Refirió que Unamuno, que cabalgó entre finales del siglo XIX y principios del XX, nació en una familia de clase media en Bilbao y se convirtió en un testigo de excepción de su convulsa época, siendo a la vez aceptado y repudiado por los bandos franquista y republicano. 

Estudió Filosofía y Letras en la Universidad de Madrid. Publicó en 1885 sus primeros libros, empezó a ejercer la docencia. A partir de 1901 fue rector de la Universidad de Salamanca, de la que fue destituido por razones políticas en 1914 y luego se le condenó.

En 1920 fue designado decano de la Facultad de Filosofía y Letras de la Universidad de Salamanca y al año siguiente, vicerrector, cargo que ejerció hasta 1924, cuando el dictador Primo de Rivera lo desterró.  

Si bien la condena fue conmutada rápidamente, Unamuno se negó a volver a España mientras estuviera gobernada por un tirano y se refugió en Francia hasta 1930. Una vez proclamada la República, regresó a su cargo de rector y fue electo diputado ante las cortes.

En este punto, Pérez Pirela hizo un alto antes de continuar con detalles biográficos, con el fin de destacar que Miguel de Unamuno legó una extensa y variopinta obra, recogida en ensayos, artículos periodísticos, novelas y poesía.  

Señaló, además, que uno de sus temas de interés fue la inmortalidad, que entendía como la persistencia del ser humano sobre su existencia en el aquí, como la voluntad de seguir existiendo, aunque también ocuparán su atención la muerte y la existencia de Dios.  

En ese orden, indicó que Unamuno no quiere hablar de un hombre abstracto, sino de uno comprometido con su tiempo y con su sociedad, en el que la muerte es un aspecto cardinal de su dimensión carnal, por lo que bajo este punto de vista, los seres humanos no soportamos la muerte, nos rebelamos contra ella y nos atamos a la inmortalidad, en tanto libertad vital.  

Estas ideas las desarrollará extensamente en su muy conocida obra Del Sentimiento Trágico de la Vida, en las que directamente se presentará como enemigo jurado de la muerte, en el sentido de que el ser humano quiere vivir con su carne, con sus vicios y quiere seguir vivo, a pesar de tener conciencia de que su existencia es finita.  

Por lo antes dicho, se trata de una filosofía que protesta contra la muerte y que interpreta la eternidad como una necesidad inherente al ser humano, sintetizó el filósofo venezolano. 

De regreso a los detalles sobre la vida pública de Miguel de Unamuno, precisó que en 1933 abandona al parlamento y en 1934 se jubila de la actividad docente, y con respecto a su actividad política, resaltó que al inicio de la guerra civil mostró simpatías públicas por el franquismo y aceptó un cargo de concejal, pero al poco se decepcionó, pues rápidamente cayó en cuenta de la intolerancia y extremismo que estructuraban al régimen del dictador Francisco Franco.  

En ese contexto, se produjo su célebre discurso, pronunciado en el inicio del acto de inauguración del año académico en la Universidad de Salamanca, el 12 de octubre de 1936, en el que vaticinó que el franquismo vencería en la guerra porque tenía la fuerza bruta y el poder de las armas, pero no porque les acompañara la razón histórica.  

«Este es el templo de la inteligencia! ¡Y yo soy su supremo sacerdote!

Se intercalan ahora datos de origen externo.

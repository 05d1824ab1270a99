//! Spatial adaptation factory backed by a static method table

use super::AdaptedOutputFactory;
use crate::adapt::{AreaAdaptor, LengthAdaptor, SpaceMapAdaptor};
use crate::arguments::Argument;
use crate::error::{ExchangeError, ExchangeResult};
use crate::identity::{Describable, Identifier};
use crate::kernel::MappingMethod;
use crate::port::{AdaptedOutputRef, InputRef, OutputRef};
use crate::spatial::ElementShape;
use std::cell::RefCell;
use std::sync::OnceLock;
use uuid::Uuid;

const OPERATION_PREFIX: &str = "ElementOperation";
const MAPPER_PREFIX: &str = "ElementMapper";

/// One entry of the process-wide method table
#[derive(Debug, Clone)]
pub struct MethodDescriptor {
    pub id: String,
    pub from: ElementShape,
    pub to: ElementShape,
    /// `None` marks an operation (scaling in place), `Some` a mapping
    /// onto a target element set
    pub method: Option<MappingMethod>,
    pub description: String,
}

impl MethodDescriptor {
    fn operation(number: u16, shape: ElementShape, description: &str) -> Self {
        Self {
            id: format!("{}{}", OPERATION_PREFIX, number),
            from: shape,
            to: shape,
            method: None,
            description: description.to_owned(),
        }
    }

    fn mapping(
        number: u16,
        from: ElementShape,
        to: ElementShape,
        method: MappingMethod,
        description: &str,
    ) -> Self {
        Self {
            id: format!("{}{}", MAPPER_PREFIX, number),
            from,
            to,
            method: Some(method),
            description: description.to_owned(),
        }
    }
}

/// The immutable table; id number ranges follow the source element shape
/// (100s point, 200s polyline, 300s polygon and so on per target shape)
fn method_table() -> &'static [MethodDescriptor] {
    static TABLE: OnceLock<Vec<MethodDescriptor>> = OnceLock::new();
    TABLE.get_or_init(|| {
        use ElementShape::{Point, Polygon, Polyline};
        use MappingMethod::{
            Distribute, Inverse, Mean, Nearest, Sum, Value, WeightedMean, WeightedSum,
        };
        vec![
            MethodDescriptor::operation(
                200,
                Polyline,
                "Polyline operation, multiply by line length",
            ),
            MethodDescriptor::operation(300, Polygon, "Polygon operation, multiply by area"),
            MethodDescriptor::mapping(100, Point, Point, Nearest, "Point-to-point Nearest"),
            MethodDescriptor::mapping(101, Point, Point, Inverse, "Point-to-point Inverse"),
            MethodDescriptor::mapping(200, Point, Polyline, Nearest, "Point-to-polyline Nearest"),
            MethodDescriptor::mapping(201, Point, Polyline, Inverse, "Point-to-polyline Inverse"),
            MethodDescriptor::mapping(300, Point, Polygon, Mean, "Point-to-polygon Mean"),
            MethodDescriptor::mapping(301, Point, Polygon, Sum, "Point-to-polygon Sum"),
            MethodDescriptor::mapping(400, Polyline, Point, Nearest, "Polyline-to-point Nearest"),
            MethodDescriptor::mapping(401, Polyline, Point, Inverse, "Polyline-to-point Inverse"),
            MethodDescriptor::mapping(
                500,
                Polyline,
                Polygon,
                WeightedMean,
                "Polyline-to-polygon Weighted Mean",
            ),
            MethodDescriptor::mapping(
                501,
                Polyline,
                Polygon,
                WeightedSum,
                "Polyline-to-polygon Weighted Sum",
            ),
            MethodDescriptor::mapping(600, Polygon, Point, Value, "Polygon-to-point Value"),
            MethodDescriptor::mapping(
                700,
                Polygon,
                Polyline,
                WeightedMean,
                "Polygon-to-polyline Weighted Mean",
            ),
            MethodDescriptor::mapping(
                701,
                Polygon,
                Polyline,
                WeightedSum,
                "Polygon-to-polyline Weighted Sum",
            ),
            MethodDescriptor::mapping(
                800,
                Polygon,
                Polygon,
                WeightedMean,
                "Polygon-to-polygon Weighted Mean",
            ),
            MethodDescriptor::mapping(
                801,
                Polygon,
                Polygon,
                WeightedSum,
                "Polygon-to-polygon Weighted Sum",
            ),
            MethodDescriptor::mapping(
                802,
                Polygon,
                Polygon,
                Distribute,
                "Polygon-to-polygon Distribute",
            ),
        ]
    })
}

/// Factory for the spatial adaptors (scaling operations and mappings)
pub struct SpaceAdaptedOutputFactory {
    id: String,
    caption: RefCell<String>,
    description: RefCell<String>,
}

impl SpaceAdaptedOutputFactory {
    pub fn new(id: impl Into<String>) -> Self {
        let id = id.into();
        Self {
            caption: RefCell::new(id.clone()),
            id,
            description: RefCell::new(String::new()),
        }
    }

    /// Lookup by method id; unknown ids do not belong to this factory
    pub fn find_method(id: &str) -> ExchangeResult<&'static MethodDescriptor> {
        method_table()
            .iter()
            .find(|m| m.id == id)
            .ok_or_else(|| ExchangeError::UnknownAdaptorId(id.to_owned()))
    }

    pub fn has_id(id: &str) -> bool {
        method_table().iter().any(|m| m.id == id)
    }

    /// Applicable method ids for a `(source, target)` shape pair, without
    /// needing live ports
    pub fn available_methods(source: ElementShape, target: ElementShape) -> Vec<Identifier> {
        method_table()
            .iter()
            .filter(|m| {
                m.from == source && (m.method.is_none() || m.to == target)
            })
            .map(|m| Identifier::new(m.id.as_str()).with_description(m.description.as_str()))
            .collect()
    }

    pub fn adapted_output_description(id: &str) -> ExchangeResult<Identifier> {
        let method = Self::find_method(id)?;
        Ok(Identifier::new(method.id.as_str()).with_description(method.description.as_str()))
    }

    /// Describes a method as a flat argument list for configuration UIs
    pub fn adapter_arguments(id: &str) -> ExchangeResult<Vec<Argument>> {
        let method = Self::find_method(id)?;
        let mut arguments = vec![
            Argument::text("Caption", method.id.as_str()),
            Argument::text("Description", method.description.as_str()),
            Argument::text(
                "Type",
                if method.method.is_some() {
                    "SpatialMapping"
                } else {
                    "SpatialOperation"
                },
            ),
            Argument::text("FromElementType", format!("{:?}", method.from)),
        ];
        if method.method.is_some() {
            arguments.push(Argument::text("ToElementType", format!("{:?}", method.to)));
        }
        Ok(arguments)
    }

    pub fn mapping_method(id: &str) -> ExchangeResult<Option<MappingMethod>> {
        Ok(Self::find_method(id)?.method)
    }

    pub fn to_element_shape(id: &str) -> ExchangeResult<ElementShape> {
        Ok(Self::find_method(id)?.to)
    }
}

impl Default for SpaceAdaptedOutputFactory {
    fn default() -> Self {
        Self::new(Uuid::new_v4().to_string())
    }
}

impl Describable for SpaceAdaptedOutputFactory {
    fn id(&self) -> &str {
        &self.id
    }

    fn caption(&self) -> String {
        self.caption.borrow().clone()
    }

    fn set_caption(&self, caption: &str) {
        *self.caption.borrow_mut() = caption.to_owned();
    }

    fn description(&self) -> String {
        self.description.borrow().clone()
    }

    fn set_description(&self, description: &str) {
        *self.description.borrow_mut() = description.to_owned();
    }
}

impl AdaptedOutputFactory for SpaceAdaptedOutputFactory {
    fn available_adapted_output_ids(
        &self,
        adaptee: &OutputRef,
        target: Option<&InputRef>,
    ) -> Vec<Identifier> {
        let Some(source) = adaptee.element_set() else {
            return Vec::new();
        };
        let mut methods: Vec<Identifier> = method_table()
            .iter()
            .filter(|m| m.method.is_none() && m.from == source.shape)
            .map(|m| Identifier::new(m.id.as_str()).with_description(m.description.as_str()))
            .collect();

        let Some(target_set) = target.and_then(|t| t.element_set()) else {
            return methods;
        };
        methods.extend(
            method_table()
                .iter()
                .filter(|m| {
                    m.method.is_some() && m.from == source.shape && m.to == target_set.shape
                })
                .map(|m| Identifier::new(m.id.as_str()).with_description(m.description.as_str())),
        );
        methods
    }

    fn create_adapted_output(
        &self,
        adapted_output_id: &str,
        adaptee: &OutputRef,
        target: Option<&InputRef>,
    ) -> ExchangeResult<AdaptedOutputRef> {
        let method = Self::find_method(adapted_output_id)?;

        let adaptor: AdaptedOutputRef = match method.method {
            Some(mapping) => {
                let target_set = target
                    .and_then(|t| t.element_set())
                    .ok_or_else(|| ExchangeError::InvalidTarget(method.id.clone()))?;
                SpaceMapAdaptor::new(&method.id, mapping, adaptee, target_set)?
            }
            None if method.id == format!("{}200", OPERATION_PREFIX) => {
                LengthAdaptor::new(method.id.as_str(), adaptee)?
            }
            None => AreaAdaptor::new(method.id.as_str(), adaptee)?,
        };

        adaptee.add_adapted_output(adaptor.clone())?;
        tracing::debug!(adaptor = adaptor.id(), adaptee = adaptee.id(), "adaptor attached");
        Ok(adaptor)
    }
}

#[cfg(test)]
mod tests {
    use super::*;

    #[test]
    fn test_table_ids_are_unique() {
        let table = method_table();
        for (i, a) in table.iter().enumerate() {
            for b in &table[i + 1..] {
                assert_ne!(a.id, b.id);
            }
        }
    }

    #[test]
    fn test_operations_ignore_target_shape() {
        let ids = SpaceAdaptedOutputFactory::available_methods(
            ElementShape::Polygon,
            ElementShape::Point,
        );
        let ids: Vec<&str> = ids.iter().map(|i| i.id.as_str()).collect();
        assert!(ids.contains(&"ElementOperation300"));
        assert!(ids.contains(&"ElementMapper600"));
        assert!(!ids.contains(&"ElementOperation200"));
    }

    #[test]
    fn test_point_to_polygon_lists_mean_and_sum_only() {
        let ids = SpaceAdaptedOutputFactory::available_methods(
            ElementShape::Point,
            ElementShape::Polygon,
        );
        let ids: Vec<&str> = ids.iter().map(|i| i.id.as_str()).collect();
        assert!(ids.contains(&"ElementMapper300"));
        assert!(ids.contains(&"ElementMapper301"));
        assert!(!ids.contains(&"ElementMapper200"));
        assert!(!ids.contains(&"ElementMapper100"));
    }

    #[test]
    fn test_unknown_id_is_refused() {
        assert!(matches!(
            SpaceAdaptedOutputFactory::find_method("ElementMapper999"),
            Err(ExchangeError::UnknownAdaptorId(_))
        ));
        assert!(!SpaceAdaptedOutputFactory::has_id("bogus"));
    }

    #[test]
    fn test_adapter_arguments_distinguish_operations_from_mappings() {
        let operation = SpaceAdaptedOutputFactory::adapter_arguments("ElementOperation300").unwrap();
        assert!(operation
            .iter()
            .any(|a| a.key == "Type" && a.value.as_text() == Some("SpatialOperation")));
        assert!(!operation.iter().any(|a| a.key == "ToElementType"));

        let mapping = SpaceAdaptedOutputFactory::adapter_arguments("ElementMapper800").unwrap();
        assert!(mapping
            .iter()
            .any(|a| a.key == "Type" && a.value.as_text() == Some("SpatialMapping")));
        assert!(mapping.iter().any(|a| a.key == "ToElementType"));
    }
}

Vosotros estáis profanando su sagrado recinto. Yo siempre he sido, diga lo que diga el proverbio, un profeta en mi propio país. Venceréis, pero no convenceréis. Venceréis porque tenéis sobrada fuerza bruta; pero no convenceréis, porque convencer significa persuadir. Y para persuadir necesitáis algo que os falta: razón y derecho en la lucha. Me parece inútil pediros que penséis en España», dijo entonces.  

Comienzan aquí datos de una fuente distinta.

//! Connectability checks between exchange items
//!
//! Free functions rather than methods so both port implementations and
//! adaptors can run the same checks against any `dyn` item. All functions
//! are generic over unsized items, so trait objects pass straight through.

use crate::error::{ExchangeError, ExchangeResult};
use crate::identity::Describable;
use crate::port::{ExchangeItem, Input, Output};
use crate::quantity::DimensionBase;
use crate::temporal::Time;

/// Whether the provider's quantity can feed the consumer's quantity
///
/// Both items must carry a quantity definition and the unit dimensions
/// must agree on every base power. Unit scale is allowed to differ;
/// qualities never fit.
pub fn value_definitions_fit<P, C>(provider: &P, consumer: &C) -> bool
where
    P: ExchangeItem + ?Sized,
    C: ExchangeItem + ?Sized,
{
    let (Some(p_def), Some(c_def)) = (provider.value_definition(), consumer.value_definition())
    else {
        return false;
    };
    let (Some(p_quantity), Some(c_quantity)) = (p_def.as_quantity(), c_def.as_quantity()) else {
        return false;
    };
    let p_dimension = &p_quantity.unit.dimension;
    let c_dimension = &c_quantity.unit.dimension;
    DimensionBase::ALL
        .iter()
        .all(|base| p_dimension.power(*base) == c_dimension.power(*base))
}

/// Whether the consumer's required times can be served by the provider
///
/// An empty side fits only a single-step counterpart. When both sides
/// specify times, a plain output must match the consumer step for step,
/// while an adapted output only needs its horizon to cover the consumer's
/// start and end (adaptors interpolate in between).
pub fn time_sets_fit<P, C>(provider: &P, consumer: &C) -> bool
where
    P: Output + ?Sized,
    C: ExchangeItem + ?Sized,
{
    let source = provider.time_set();
    let target = consumer.time_set();

    let source_empty = source.as_ref().map(|t| t.is_empty()).unwrap_or(true);
    let target_empty = target.as_ref().map(|t| t.is_empty()).unwrap_or(true);

    if source_empty {
        return match target {
            Some(target) if !target.is_empty() => target.len() == 1,
            _ => true,
        };
    }
    if target_empty {
        return source.as_ref().map(|t| t.len()) == Some(1);
    }

    let source = match source {
        Some(s) => s,
        None => return false,
    };
    let target = match target {
        Some(t) => t,
        None => return false,
    };

    if provider.is_adapted() {
        let (Some(s_start), Some(s_end)) = (source.horizon_start(), source.horizon_end()) else {
            return false;
        };
        let (Some(t_start), Some(t_end)) = (target.horizon_start(), target.horizon_end()) else {
            return false;
        };
        // Containment test kept asymmetric on purpose: a consumer horizon
        // starting before the source start is accepted as long as its end
        // does not run past the source end.
        t_start <= s_start && t_end <= s_end
    } else {
        source.len() == target.len()
            && source
                .times()
                .iter()
                .zip(target.times())
                .all(|(s, t)| s.equals(t))
    }
}

/// Spatial extension point; every element-set pairing is currently
/// accepted and left to the adaptors to bridge
pub fn element_sets_fit<P, C>(_provider: &P, _consumer: &C) -> bool
where
    P: ExchangeItem + ?Sized,
    C: ExchangeItem + ?Sized,
{
    true
}

/// Whether the pair can be wired directly, without an adaptor in between
///
/// Only the dimensional check is enforced; the time and element hooks are
/// extension points that currently pass everything. [`time_sets_fit`]
/// stays available for compositions that want the strict algorithm.
pub fn provider_consumer_connectable<P, C>(provider: &P, consumer: &C) -> bool
where
    P: Output + ?Sized,
    C: Input + ?Sized,
{
    value_definitions_fit(provider, consumer) && element_sets_fit(provider, consumer)
}

pub fn check_provider_consumer_connectable<P, C>(provider: &P, consumer: &C) -> ExchangeResult<()>
where
    P: Output + ?Sized,
    C: Input + ?Sized,
{
    if provider_consumer_connectable(provider, consumer) {
        Ok(())
    } else {
        Err(ExchangeError::IncompatibleConnection {
            provider: provider.id().to_owned(),
            consumer: consumer.id().to_owned(),
            reason: "value definitions differ, put an adapted output in between".into(),
        })
    }
}

/// Whether a new consumer can join the provider's existing consumer set
pub fn consumers_compatible<P, C>(provider: &P, new_consumer: &C) -> bool
where
    P: Output + ?Sized,
    C: Input + ?Sized,
{
    value_definitions_fit(provider, new_consumer) && element_sets_fit(provider, new_consumer)
}

pub fn check_consumers_compatible<P, C>(provider: &P, new_consumer: &C) -> ExchangeResult<()>
where
    P: Output + ?Sized,
    C: Input + ?Sized,
{
    if consumers_compatible(provider, new_consumer) {
        Ok(())
    } else {
        Err(ExchangeError::IncompatibleConnection {
            provider: provider.id().to_owned(),
            consumer: new_consumer.id().to_owned(),
            reason: "incompatible with already registered consumers".into(),
        })
    }
}

/// Start of the earliest horizon any live consumer still needs
pub fn earliest_consumer_time<P>(provider: &P) -> Option<Time>
where
    P: Output + ?Sized,
{
    let mut earliest: Option<f64> = None;
    for consumer in provider.consumers().iter().filter_map(|weak| weak.upgrade()) {
        let Some(start) = consumer.time_set().and_then(|t| t.horizon_start()) else {
            continue;
        };
        earliest = Some(match earliest {
            Some(current) => current.min(start),
            None => start,
        });
    }
    earliest.map(Time::new)
}

/// End of the latest horizon any live consumer requires
pub fn latest_consumer_time<P>(provider: &P) -> Option<Time>
where
    P: Output + ?Sized,
{
    let mut latest: Option<f64> = None;
    for consumer in provider.consumers().iter().filter_map(|weak| weak.upgrade()) {
        let Some(end) = consumer.time_set().and_then(|t| t.horizon_end()) else {
            continue;
        };
        latest = Some(match latest {
            Some(current) => current.max(end),
            None => end,
        });
    }
    latest.map(Time::new)
}

#[cfg(test)]
mod tests {
    use super::*;
    use crate::port::{connect, InputPort, InputRef, OutputPort, OutputRef};
    use crate::quantity::{Quantity, Unit, ValueDefinition};
    use crate::temporal::TimeSet;
    use std::rc::Rc;

    fn discharge() -> ValueDefinition {
        ValueDefinition::Quantity(Quantity::new(
            Unit::new(crate::quantity::Dimension::volume_per_time(), "m^3/s"),
            "discharge",
        ))
    }

    fn stage() -> ValueDefinition {
        ValueDefinition::Quantity(Quantity::new(
            Unit::new(crate::quantity::Dimension::length(), "m"),
            "stage",
        ))
    }

    fn output_with(definition: ValueDefinition, stamps: &[f64]) -> Rc<OutputPort> {
        let port = OutputPort::new("out");
        port.set_value_definition(definition);
        if !stamps.is_empty() {
            port.set_time_set(TimeSet::from_timestamps(stamps));
        }
        port
    }

    fn input_with(definition: ValueDefinition, stamps: &[f64]) -> Rc<InputPort> {
        let port = InputPort::new("in");
        port.set_value_definition(definition);
        if !stamps.is_empty() {
            port.set_time_set(TimeSet::from_timestamps(stamps));
        }
        port
    }

    #[test]
    fn test_dimension_equality_drives_value_definition_fit() {
        let provider = output_with(discharge(), &[]);
        let same = input_with(discharge(), &[]);
        let other = input_with(stage(), &[]);
        assert!(value_definitions_fit(provider.as_ref(), same.as_ref()));
        assert!(!value_definitions_fit(provider.as_ref(), other.as_ref()));
    }

    #[test]
    fn test_missing_definition_never_fits() {
        let provider = OutputPort::new("out");
        let consumer = input_with(discharge(), &[]);
        assert!(!value_definitions_fit(provider.as_ref(), consumer.as_ref()));
    }

    #[test]
    fn test_empty_source_fits_single_step_target_only() {
        let provider = output_with(discharge(), &[]);
        let single = input_with(discharge(), &[3.0]);
        let multi = input_with(discharge(), &[1.0, 2.0]);
        assert!(time_sets_fit(provider.as_ref(), single.as_ref()));
        assert!(!time_sets_fit(provider.as_ref(), multi.as_ref()));
    }

    #[test]
    fn test_empty_target_needs_single_step_source() {
        let single = output_with(discharge(), &[1.0]);
        let multi = output_with(discharge(), &[1.0, 2.0]);
        let consumer = input_with(discharge(), &[]);
        assert!(time_sets_fit(single.as_ref(), consumer.as_ref()));
        assert!(!time_sets_fit(multi.as_ref(), consumer.as_ref()));
    }

    #[test]
    fn test_plain_provider_needs_pairwise_equal_times() {
        let provider = output_with(discharge(), &[1.0, 2.0, 3.0]);
        let matching = input_with(discharge(), &[1.0, 2.0, 3.0]);
        let shifted = input_with(discharge(), &[1.0, 2.0, 3.5]);
        let shorter = input_with(discharge(), &[1.0, 2.0]);
        assert!(time_sets_fit(provider.as_ref(), matching.as_ref()));
        assert!(!time_sets_fit(provider.as_ref(), shifted.as_ref()));
        assert!(!time_sets_fit(provider.as_ref(), shorter.as_ref()));
    }

    #[test]
    fn test_connect_rejects_mismatched_quantities() {
        let provider: OutputRef = output_with(discharge(), &[1.0]);
        let consumer: InputRef = input_with(stage(), &[1.0]);
        let err = connect(&provider, &consumer).unwrap_err();
        assert!(err.to_string().contains("not connectable"));
        assert!(provider.consumers().is_empty());
        assert!(consumer.providers().is_empty());
    }

    #[test]
    fn test_connect_registers_both_sides_and_is_idempotent() {
        let provider: OutputRef = output_with(discharge(), &[1.0, 2.0]);
        let consumer: InputRef = input_with(discharge(), &[1.0, 2.0]);
        connect(&provider, &consumer).unwrap();
        connect(&provider, &consumer).unwrap();
        assert_eq!(provider.consumers().len(), 1);
        assert_eq!(consumer.providers().len(), 1);
    }

    #[test]
    fn test_consumer_horizon_bounds_span_all_live_consumers() {
        let provider: OutputRef = output_with(discharge(), &[]);
        let early: InputRef = input_with(discharge(), &[0.5]);
        let late: InputRef = input_with(discharge(), &[2.0]);
        connect(&provider, &early).unwrap();
        connect(&provider, &late).unwrap();
        assert_eq!(
            earliest_consumer_time(provider.as_ref()).map(|t| t.timestamp),
            Some(0.5)
        );
        assert_eq!(
            latest_consumer_time(provider.as_ref()).map(|t| t.timestamp),
            Some(2.0)
        );
    }

    #[test]
    fn test_dropped_consumer_no_longer_bounds_the_horizon() {
        let provider: OutputRef = output_with(discharge(), &[0.0, 1.0]);
        let consumer: InputRef = input_with(discharge(), &[0.0, 1.0]);
        connect(&provider, &consumer).unwrap();
        drop(consumer);
        assert!(latest_consumer_time(provider.as_ref()).is_none());
    }
}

En el lugar se encontraban presentes altos personeros militares e intelectuales del franquismo e incluso la esposa de Franco, Carmen Polo, quien finalmente evitó que fuera apresado, aunque no que se le dictara arresto domiciliario.  

La muerte lo sorprendió el 31 de diciembre mientras conversaba con amigos.   

Unamuno, el literato y «nivolista» 

Una de las facetas de Miguel de Unamuno fue su carrera como escritor. Como su compatriota José Ortega y Gasset, dio sus primeros pasos escribiendo sobre El Quijote. En su libro La Vida de Don Quijote y Sancho Panza, asegura que él debió haber escrito El Quijote, porque la figura que él pinta es una idealizada, que contrasta con la manera caricaturesca en la que Cervantes lo dibuja. 

A pesar de esta crítica, destacó Pérez Pirela, hay una frase del clásico cervantino que recupera para disertar filosóficamente acerca de la existencia humana: «Yo sé quién soy», a partir de la cual dirá que es una fórmula que indica cómo ha de afrontarse la vida en el aquí y el ahora: siempre siguiendo hacia adelante, dejando de lado el qué dirán.   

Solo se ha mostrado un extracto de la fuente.